DIRECTIONS FOR THIS TASK.
From the entries below, copy every line that holds the word "configuration".

(Saved data entries)
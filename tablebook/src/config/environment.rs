//! Environment variable handling for configuration overrides.
//!
//! This module provides support for `TABLEBOOK_*` environment variables that
//! override configuration file values.

use crate::config::schema::Config;
use crate::error::{Error, Result};
use crate::logging::LogLevel;
use std::env;

/// Overrides the expiry grace period, in minutes.
pub const GRACE_MINUTES_VAR: &str = "TABLEBOOK_GRACE_MINUTES";

/// Overrides log verbosity (`quiet`, `normal`, `verbose`).
pub const LOG_MODE_VAR: &str = "TABLEBOOK_LOG_MODE";

/// Handles environment variable overrides for configuration.
///
/// # Examples
///
/// ```no_run
/// use tablebook::config::{Config, EnvironmentConfig};
///
/// let mut config = Config::default();
/// EnvironmentConfig::apply_overrides(&mut config).unwrap();
/// ```
pub struct EnvironmentConfig;

impl EnvironmentConfig {
    /// Apply environment variable overrides to config.
    ///
    /// # Errors
    ///
    /// Returns an error if a variable is set to an unparseable value.
    pub fn apply_overrides(config: &mut Config) -> Result<()> {
        if let Ok(minutes) = env::var(GRACE_MINUTES_VAR) {
            let minutes = minutes.trim().parse().map_err(|_| Error::Validation {
                field: GRACE_MINUTES_VAR.into(),
                message: "Must be a positive integer".into(),
            })?;
            config
                .expiry
                .get_or_insert_with(Default::default)
                .grace_minutes = Some(minutes);
        }

        if let Ok(mode) = env::var(LOG_MODE_VAR) {
            let level = LogLevel::parse(&mode).map_err(|message| Error::Validation {
                field: LOG_MODE_VAR.into(),
                message,
            })?;
            config.log_mode = Some(level);
        }

        Ok(())
    }
}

TASK SOLUTION.
//! Environment variable handling for configuration overrides.
//! override configuration file values.
/// Handles environment variable overrides for configuration.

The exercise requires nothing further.